My Coming Tour Of Asian Protest Sites

The local American embassy here in Nepal sent me an e-mail newsletter today, informing me that the Maoists will be holding a nationwide protest on Monday, and their plan is to block all major roads. I'm scheduled to leave Nepal for Bangkok from the airport in Kathmandu on Monday, and I live in Pharping, 45 minutes away up in the mountains. The locals suggest that if I leave Pharping early in the morning, I'll probably be able to get through before the burning tires and men with clubs are set up. Everything starts late in Nepal.

If I get to Bankok on Monday, the news is that thousands and thousands of angry red shirts, many of which being farmers and others from northeastern Thailand (Issan) who feel under represented by the yellow shirts, the wealthy, educated elite who they say presently run the country from their powerful political positions in Bangkok. At present the red shirts are blockading a number of the major intersections in Bankok, having just regained control of the local TV station that is a major communication source for the protesters.
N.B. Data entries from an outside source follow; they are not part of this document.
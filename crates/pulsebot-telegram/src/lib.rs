//! Telegram Bot API client and long-polling loop (no webhook required).

pub mod api;
pub mod polling;
pub mod types;

pub use api::TelegramApi;
//! Client-side sliding-window rate limiting, one window per provider.
//!
//! The window is not persisted: a restart begins empty, so a brief burst
//! above the nominal rate right after restart is possible and accepted.

use std::collections::{HashMap, VecDeque};
use std::time::{Duration, Instant};

use tokio::sync::Mutex;
use tracing::debug;

/// Per-provider request ceiling over a trailing window.
#[derive(Debug, Clone, Copy)]
pub struct RatePolicy {
    pub max_calls: u32,
    pub window: Duration,
}

impl RatePolicy {
    pub fn per_minute(max_calls: u32) -> Self {
        Self {
            max_calls,
            window: Duration::from_secs(60),
        }
    }
}

/// Outcome of an acquire attempt.
#[derive(Debug, Clone, Copy, PartialEq, Eq)]
pub enum Acquire {
    /// A slot was taken; the call may proceed now.
    Ready,
    /// Window saturated; retry after the given duration.
    RetryAfter(Duration),
    /// Policy admits no calls at all (`max_calls == 0`).
    Rejected,
}

/// Tracks recent request timestamps per provider and enforces each
/// provider's [`RatePolicy`].
pub struct RateLimiter {
    policies: HashMap<String, RatePolicy>,
    windows: Mutex<HashMap<String, VecDeque<Instant>>>,
}

impl RateLimiter {
    pub fn new(policies: HashMap<String, RatePolicy>) -> Self {
        Self {
            policies,
            windows: Mutex::new(HashMap::new()),
        }
    }

    /// Try to take a call slot for `provider`.
    ///
    /// On `Ready` the call timestamp has already been recorded; the check
    /// and the record happen under one lock so two concurrent callers can
    /// never both take the last slot. Providers without a registered
    /// policy are unlimited.
    pub async fn acquire(&self, provider: &str) -> Acquire {
        self.acquire_at(provider, Instant::now()).await
    }

    async fn acquire_at(&self, provider: &str, now: Instant) -> Acquire {
        let Some(policy) = self.policies.get(provider) else {
            return Acquire::Ready;
        };
        if policy.max_calls == 0 {
            return Acquire::Rejected;
        }

        let mut windows = self.windows.lock().await;
        let window = windows.entry(provider.to_string()).or_default();

        // Half-open boundary: a timestamp exactly `window` old has expired.
        while let Some(front) = window.front() {
            if now.duration_since(*front) >= policy.window {
                window.pop_front();
            } else {
                break;
            }
        }

        if (window.len() as u32) < policy.max_calls {
            window.push_back(now);
            return Acquire::Ready;
        }

        // Oldest in-window timestamp bounds the wait.
        let oldest = *window.front().unwrap();
        let wait = policy.window - now.duration_since(oldest);
        debug!(provider, wait_ms = wait.as_millis() as u64, "rate window saturated");
        Acquire::RetryAfter(wait)
    }
}

#[cfg(test)]
mod tests {
    use super::*;

    fn limiter(max_calls: u32, window_secs: u64) -> RateLimiter {
        let mut policies = HashMap::new();
        policies.insert(
            "p".to_string(),
            RatePolicy {
                max_calls,
                window: Duration::from_secs(window_secs),
            },
        );
        RateLimiter::new(policies)
    }

    #[tokio::test]
    async fn test_under_ceiling_is_ready() {
        let rl = limiter(3, 60);
        let t0 = Instant::now();
        for _ in 0..3 {
            assert_eq!(rl.acquire_at("p", t0).await, Acquire::Ready);
        }
    }

    #[tokio::test]
    async fn test_over_ceiling_gets_wait() {
        let rl = limiter(3, 60);
        let t0 = Instant::now();
        for _ in 0..3 {
            assert_eq!(rl.acquire_at("p", t0).await, Acquire::Ready);
        }
        let t1 = t0 + Duration::from_secs(10);
        match rl.acquire_at("p", t1).await {
            Acquire::RetryAfter(wait) => assert_eq!(wait, Duration::from_secs(50)),
            other => panic!("expected RetryAfter, got {other:?}"),
        }
    }

    #[tokio::test]
    async fn test_boundary_timestamp_is_expired() {
        // A call at t=0, the rest of the budget immediately after, then a
        // call at exactly t=window must be admitted.
        let rl = limiter(3, 60);
        let t0 = Instant::now();
        for _ in 0..3 {
            assert_eq!(rl.acquire_at("p", t0).await, Acquire::Ready);
        }
        let boundary = t0 + Duration::from_secs(60);
        assert_eq!(rl.acquire_at("p", boundary).await, Acquire::Ready);
    }

    #[tokio::test]
    async fn test_zero_ceiling_rejects() {
        let rl = limiter(0, 60);
        assert_eq!(rl.acquire_at("p", Instant::now()).await, Acquire::Rejected);
        // And keeps rejecting, regardless of elapsed time.
        let later = Instant::now() + Duration::from_secs(3600);
        assert_eq!(rl.acquire_at("p", later).await, Acquire::Rejected);
    }

    #[tokio::test]
    async fn test_unknown_provider_is_unlimited() {
        let rl = limiter(1, 60);
        let t0 = Instant::now();
        for _ in 0..10 {
            assert_eq!(rl.acquire_at("other", t0).await, Acquire::Ready);
        }
    }

    #[tokio::test]
    async fn test_window_refills_as_calls_expire() {
        let rl = limiter(2, 60);
        let t0 = Instant::now();
        assert_eq!(rl.acquire_at("p", t0).await, Acquire::Ready);
        assert_eq!(rl.acquire_at("p", t0 + Duration::from_secs(30)).await, Acquire::Ready);
        // First slot frees at t=60, second at t=90.
        match rl.acquire_at("p", t0 + Duration::from_secs(45)).await {
            Acquire::RetryAfter(wait) => assert_eq!(wait, Duration::from_secs(15)),
            other => panic!("expected RetryAfter, got {other:?}"),
        }
        assert_eq!(rl.acquire_at("p", t0 + Duration::from_secs(61)).await, Acquire::Ready);
    }
}
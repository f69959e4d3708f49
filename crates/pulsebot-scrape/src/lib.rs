//! Scrapers for the two Stockbee data sources.
//!
//! Both sources are published as Google Sheets and fetched through the
//! CSV export endpoint, which is far more stable than the rendered pages.

pub mod csv;
pub mod market;
pub mod momentum;

pub use market::MarketMonitor;
pub use momentum::Momentum50;

use std::time::Duration;

use thiserror::Error;

#[derive(Debug, Error)]
pub enum FetchError {
    #[error("request failed: {0}")]
    Request(#[from] reqwest::Error),
    #[error("no parsable rows in {0} sheet")]
    Empty(&'static str),
}

/// Sheets occasionally serve an interstitial to clientless agents;
/// a desktop UA avoids it.
const USER_AGENT: &str =
    "Mozilla/5.0 (Windows NT 10.0; Win64; x64) AppleWebKit/537.36";

const FETCH_TIMEOUT: Duration = Duration::from_secs(30);

pub(crate) fn http_client() -> reqwest::Client {
    reqwest::Client::builder()
        .user_agent(USER_AGENT)
        .timeout(FETCH_TIMEOUT)
        .build()
        .expect("failed to build reqwest client")
}

pub(crate) fn export_url(sheet_id: &str, gid: &str) -> String {
    format!("https://docs.google.com/spreadsheets/d/{sheet_id}/export?format=csv&gid={gid}")
}
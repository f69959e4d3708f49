//! Minimal CSV reading — comma separation with double-quoted fields.
//!
//! The sheet exports never use embedded newlines, so records are split on
//! line boundaries first and fields within a line here.

/// Split one CSV record into fields, honoring quoted fields and the
/// `""` escape inside them.
pub fn split_line(line: &str) -> Vec<String> {
    let mut fields = Vec::new();
    let mut field = String::new();
    let mut in_quotes = false;
    let mut chars = line.chars().peekable();

    while let Some(c) = chars.next() {
        match c {
            '"' if in_quotes => {
                if chars.peek() == Some(&'"') {
                    chars.next();
                    field.push('"');
                } else {
                    in_quotes = false;
                }
            }
            '"' => in_quotes = true,
            ',' if !in_quotes => {
                fields.push(std::mem::take(&mut field));
            }
            _ => field.push(c),
        }
    }
    fields.push(field);
    fields
}

/// Parse a CSV document into rows of fields, skipping blank lines.
pub fn parse(text: &str) -> Vec<Vec<String>> {
    text.lines()
        .filter(|l| !l.trim().is_empty())
        .map(split_line)
        .collect()
}

#[cfg(test)]
mod tests {
    use super::*;

    #[test]
    fn test_split_plain() {
        assert_eq!(split_line("a,b,c"), vec!["a", "b", "c"]);
    }

    #[test]
    fn test_split_quoted_comma() {
        assert_eq!(split_line(r#"a,"1,234",c"#), vec!["a", "1,234", "c"]);
    }

    #[test]
    fn test_split_escaped_quote() {
        assert_eq!(split_line(r#""he said ""hi""",x"#), vec![r#"he said "hi""#, "x"]);
    }

    #[test]
    fn test_split_empty_fields() {
        assert_eq!(split_line("a,,c,"), vec!["a", "", "c", ""]);
    }

    #[test]
    fn test_parse_skips_blank_lines() {
        let rows = parse("a,b\n\nc,d\n");
        assert_eq!(rows, vec![vec!["a", "b"], vec!["c", "d"]]);
    }
}
use chrono::NaiveDate;
use serde::{Deserialize, Serialize};

// ──────────────────── Market data ────────────────────

/// One day of Stockbee Market Monitor breadth readings.
#[derive(Debug, Clone, PartialEq, Serialize, Deserialize)]
pub struct BreadthRow {
    /// Source date string as published (e.g. "2/3/2026").
    pub date: String,
    /// Stocks up more than 4% on the day.
    pub up_4pct: i64,
    /// Stocks down more than 4% on the day.
    pub down_4pct: i64,
    /// 5-day advance/decline ratio.
    pub ratio_5d: f64,
    /// 10-day advance/decline ratio.
    pub ratio_10d: f64,
    /// Stocks up more than 25% in a quarter.
    pub up_25pct_qtr: i64,
    /// Stocks down more than 25% in a quarter.
    pub down_25pct_qtr: i64,
}

/// Parsed Market Monitor sheet, newest row first.
#[derive(Debug, Clone, Serialize, Deserialize)]
pub struct BreadthData {
    pub rows: Vec<BreadthRow>,
}

impl BreadthData {
    /// The most recent reading.
    pub fn latest(&self) -> Option<&BreadthRow> {
        self.rows.first()
    }
}

/// Parsed Momentum 50 board for the latest published date.
#[derive(Debug, Clone, Serialize, Deserialize)]
pub struct MomentumBoard {
    /// Date string of the latest column (e.g. "02/03/2026").
    pub latest_date: String,
    /// Ranked tickers, best first (up to 50).
    pub tickers: Vec<String>,
    /// Tickers present today but not in the previous column.
    pub new_entries: Vec<String>,
    /// Tickers in the previous column but gone today.
    pub dropped: Vec<String>,
}

impl MomentumBoard {
    /// Share of the board that changed since the previous day, in percent.
    pub fn turnover_pct(&self) -> f64 {
        if self.tickers.is_empty() {
            return 0.0;
        }
        self.new_entries.len() as f64 / self.tickers.len() as f64 * 100.0
    }
}

// ──────────────────── Chat types ────────────────────

/// A text message received from the chat channel.
#[derive(Debug, Clone, Serialize, Deserialize)]
pub struct InboundMessage {
    /// Chat the message arrived in (replies go back here).
    pub chat_id: i64,
    /// External user identifier.
    pub sender_id: i64,
    /// Display name, when the platform provides one.
    #[serde(default, skip_serializing_if = "Option::is_none")]
    pub sender_name: Option<String>,
    /// Message text content.
    pub text: String,
    /// Message timestamp (unix millis).
    pub timestamp: i64,
}

// ──────────────────── Scheduling ────────────────────

/// Snapshot of one scheduled job, as shown by `/jobs`.
#[derive(Debug, Clone, Serialize, Deserialize)]
pub struct JobStatus {
    pub id: String,
    /// Target local time-of-day, "HH:MM".
    pub at: String,
    /// IANA timezone the target time is evaluated in.
    pub timezone: String,
    /// Calendar date of the last firing, if any since process start.
    pub last_fired: Option<NaiveDate>,
}

/// Stable identifier of the Market Monitor push job.
pub const JOB_MARKET_MONITOR: &str = "market-monitor";
/// Stable identifier of the Momentum 50 push job.
pub const JOB_MOMENTUM: &str = "momentum50";

#[cfg(test)]
mod tests {
    use super::*;

    #[test]
    fn test_breadth_row_serde() {
        let row = BreadthRow {
            date: "2/3/2026".into(),
            up_4pct: 321,
            down_4pct: 531,
            ratio_5d: 0.59,
            ratio_10d: 0.96,
            up_25pct_qtr: 612,
            down_25pct_qtr: 404,
        };
        let json = serde_json::to_string(&row).unwrap();
        let parsed: BreadthRow = serde_json::from_str(&json).unwrap();
        assert_eq!(parsed, row);
    }

    #[test]
    fn test_breadth_latest() {
        let data = BreadthData { rows: vec![] };
        assert!(data.latest().is_none());
    }

    #[test]
    fn test_momentum_turnover() {
        let board = MomentumBoard {
            latest_date: "02/03/2026".into(),
            tickers: (0..50).map(|i| format!("T{i}")).collect(),
            new_entries: vec!["T0".into(), "T1".into(), "T2".into(), "T3".into(), "T4".into()],
            dropped: vec![],
        };
        assert_eq!(board.turnover_pct(), 10.0);
    }

    #[test]
    fn test_momentum_turnover_empty() {
        let board = MomentumBoard {
            latest_date: String::new(),
            tickers: vec![],
            new_entries: vec![],
            dropped: vec![],
        };
        assert_eq!(board.turnover_pct(), 0.0);
    }

    #[test]
    fn test_inbound_message_serde() {
        let msg = InboundMessage {
            chat_id: 42,
            sender_id: 7,
            sender_name: Some("Alice".into()),
            text: "/ping".into(),
            timestamp: 1700000000000,
        };
        let json = serde_json::to_string(&msg).unwrap();
        let parsed: InboundMessage = serde_json::from_str(&json).unwrap();
        assert_eq!(parsed.chat_id, 42);
        assert_eq!(parsed.text, "/ping");
    }
}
Last year I was one of the first to leave Bangkok for Kathmandu after a yellow shirt blockade of the airport. This year both the Maoists in Nepal and the red shirts in Thailand are protesting at the same time, making my present activities exciting, but unpredictable. Since I plan to be elsewhere in Thailand until I go to Bangkok on the 27th for my annual checkup at Bumrungrad Hospital, I hope that things have been cooled down by then. After all, it's going to be Songkran in Thailand for the next two weeks, and maybe the buckets of water that are normally poured on one and all will do the trick!